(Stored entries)
·····
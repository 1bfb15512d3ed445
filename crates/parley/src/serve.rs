// SPDX-FileCopyrightText: 2026 Parley Contributors
// SPDX-License-Identifier: MIT OR Apache-2.0

//! `parley serve` and `parley sync` command implementations.
//!
//! Opens the JSON stores, connects the sidecar bridge and the Anthropic
//! completer, assembles the agent, then serves the gateway until a
//! shutdown signal arrives. The periodic reconciliation sync runs
//! alongside the server on the same cancellation token.

use std::sync::Arc;
use std::time::Duration;

use parley_agent::shutdown;
use parley_agent::{Clock, ParleyAgent, WallClock};
use parley_anthropic::AnthropicCompleter;
use parley_bridge::BridgeClient;
use parley_config::ParleyConfig;
use parley_core::{CompletionProvider, MessagingProvider, ParleyError};
use parley_gateway::{start_server, GatewayState, ServerConfig};
use parley_storage::{ModeRegistry, TranscriptStore};
use tracing::{error, info, warn};

/// Builds the agent over the real adapters.
async fn build_agent(config: &ParleyConfig) -> Result<ParleyAgent, ParleyError> {
    let store = Arc::new(TranscriptStore::open(config.storage.transcript_path()).await);
    let registry = Arc::new(ModeRegistry::open(config.storage.modes_path()).await);

    let provider: Arc<dyn MessagingProvider> = Arc::new(BridgeClient::new(&config.bridge)?);
    let completer: Arc<dyn CompletionProvider> = Arc::new(
        AnthropicCompleter::new(&config.llm).map_err(|e| {
            error!(error = %e, "failed to initialize Anthropic completer");
            eprintln!(
                "error: Anthropic API key required. Set via: config llm.api_key or ANTHROPIC_API_KEY env var"
            );
            e
        })?,
    );
    let clock: Arc<dyn Clock> = Arc::new(WallClock::new(config.assistant.utc_offset_minutes));

    Ok(ParleyAgent::new(
        config, provider, completer, store, registry, clock,
    ))
}

/// Runs the `parley serve` command.
pub async fn run_serve(config: ParleyConfig) -> Result<(), ParleyError> {
    init_tracing(&config.agent.log_level);

    info!("starting parley serve");

    if config.gateway.bearer_token.is_none() {
        warn!("gateway.bearer_token is not set; every API request will be rejected");
    }

    let agent = build_agent(&config).await?;
    let cancel = shutdown::install_signal_handler();

    if config.sync.enabled {
        let interval = Duration::from_secs(config.sync.interval_secs);
        let sync = Arc::clone(&agent.sync);
        let sync_cancel = cancel.clone();
        tokio::spawn(async move {
            sync.run_periodic(interval, sync_cancel).await;
        });
        info!(interval_secs = config.sync.interval_secs, "periodic sync enabled");
    } else {
        info!("periodic sync disabled by configuration");
    }

    let server_config = ServerConfig {
        host: config.gateway.host.clone(),
        port: config.gateway.port,
    };
    let state = GatewayState::new(agent.clone(), config.gateway.bearer_token.clone());

    let served = start_server(&server_config, state, cancel.clone()).await;

    // Stop background work if the server exited on its own.
    cancel.cancel();
    agent.shutdown().await;
    served?;
    info!("parley serve shutdown complete");
    Ok(())
}

/// Runs the `parley sync` command: one reconciliation pass, report on stdout.
pub async fn run_sync_once(config: ParleyConfig) -> Result<(), ParleyError> {
    init_tracing(&config.agent.log_level);

    let agent = build_agent(&config).await?;
    let report = agent
        .sync
        .run_once()
        .await
        .ok_or_else(|| ParleyError::Internal("a sync pass is already running".into()))?;

    agent.shutdown().await;

    let json = serde_json::to_string_pretty(&report)
        .map_err(|e| ParleyError::Internal(format!("failed to encode sync report: {e}")))?;
    println!("{json}");
    Ok(())
}

/// Initializes the tracing subscriber with the configured log level.
///
/// `RUST_LOG` takes precedence when set.
fn init_tracing(log_level: &str) {
    use tracing_subscriber::EnvFilter;

    let filter = EnvFilter::try_from_default_env()
        .unwrap_or_else(|_| EnvFilter::new(format!("parley={log_level},warn")));

    tracing_subscriber::fmt()
        .with_env_filter(filter)
        .with_target(true)
        .with_thread_names(false)
        .init();
}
·····
DIRECTIONS
Reproduce the entries exactly as they appear.

WORKED SOLUTION
repository 1bfb15512d3ed445
filename crates/parley/src/serve.rs
// SPDX-FileCopyrightText: 2026 Parley Contributors
// SPDX-License-Identifier: MIT OR Apache-2.0

//! `parley serve` and `parley sync` command implementations.
//!
//! Opens the JSON stores, connects the sidecar bridge and the Anthropic
//! completer, assembles the agent, then serves the gateway until a
//! shutdown signal arrives. The periodic reconciliation sync runs
//! alongside the server on the same cancellation token.

use std::sync::Arc;
use std::time::Duration;

use parley_agent::shutdown;
use parley_agent::{Clock, ParleyAgent, WallClock};
use parley_anthropic::AnthropicCompleter;
use parley_bridge::BridgeClient;
use parley_config::ParleyConfig;
use parley_core::{CompletionProvider, MessagingProvider, ParleyError};
use parley_gateway::{start_server, GatewayState, ServerConfig};
use parley_storage::{ModeRegistry, TranscriptStore};
use tracing::{error, info, warn};

/// Builds the agent over the real adapters.
async fn build_agent(config: &ParleyConfig) -> Result<ParleyAgent, ParleyError> {
    let store = Arc::new(TranscriptStore::open(config.storage.transcript_path()).await);
    let registry = Arc::new(ModeRegistry::open(config.storage.modes_path()).await);

    let provider: Arc<dyn MessagingProvider> = Arc::new(BridgeClient::new(&config.bridge)?);
    let completer: Arc<dyn CompletionProvider> = Arc::new(
        AnthropicCompleter::new(&config.llm).map_err(|e| {
            error!(error = %e, "failed to initialize Anthropic completer");
            eprintln!(
                "error: Anthropic API key required. Set via: config llm.api_key or ANTHROPIC_API_KEY env var"
            );
            e
        })?,
    );
    let clock: Arc<dyn Clock> = Arc::new(WallClock::new(config.assistant.utc_offset_minutes));

    Ok(ParleyAgent::new(
        config, provider, completer, store, registry, clock,
    ))
}

/// Runs the `parley serve` command.
pub async fn run_serve(config: ParleyConfig) -> Result<(), ParleyError> {
    init_tracing(&config.agent.log_level);

    info!("starting parley serve");

    if config.gateway.bearer_token.is_none() {
        warn!("gateway.bearer_token is not set; every API request will be rejected");
    }

    let agent = build_agent(&config).await?;
    let cancel = shutdown::install_signal_handler();

    if config.sync.enabled {
        let interval = Duration::from_secs(config.sync.interval_secs);
        let sync = Arc::clone(&agent.sync);
        let sync_cancel = cancel.clone();
        tokio::spawn(async move {
            sync.run_periodic(interval, sync_cancel).await;
        });
        info!(interval_secs = config.sync.interval_secs, "periodic sync enabled");
    } else {
        info!("periodic sync disabled by configuration");
    }

    let server_config = ServerConfig {
        host: config.gateway.host.clone(),
        port: config.gateway.port,
    };
    let state = GatewayState::new(agent.clone(), config.gateway.bearer_token.clone());

    let served = start_server(&server_config, state, cancel.clone()).await;

    // Stop background work if the server exited on its own.
    cancel.cancel();
    agent.shutdown().await;
    served?;
    info!("parley serve shutdown complete");
    Ok(())
}

/// Runs the `parley sync` command: one reconciliation pass, report on stdout.
pub async fn run_sync_once(config: ParleyConfig) -> Result<(), ParleyError> {
    init_tracing(&config.agent.log_level);

    let agent = build_agent(&config).await?;
    let report = agent
        .sync
        .run_once()
        .await
        .ok_or_else(|| ParleyError::Internal("a sync pass is already running".into()))?;

    agent.shutdown().await;

    let json = serde_json::to_string_pretty(&report)
        .map_err(|e| ParleyError::Internal(format!("failed to encode sync report: {e}")))?;
    println!("{json}");
    Ok(())
}

/// Initializes the tracing subscriber with the configured log level.
///
/// `RUST_LOG` takes precedence when set.
fn init_tracing(log_level: &str) {
    use tracing_subscriber::EnvFilter;

    let filter = EnvFilter::try_from_default_env()
        .unwrap_or_else(|_| EnvFilter::new(format!("parley={log_level},warn")));

    tracing_subscriber::fmt()
        .with_env_filter(filter)
        .with_target(true)
        .with_thread_names(false)
        .init();
}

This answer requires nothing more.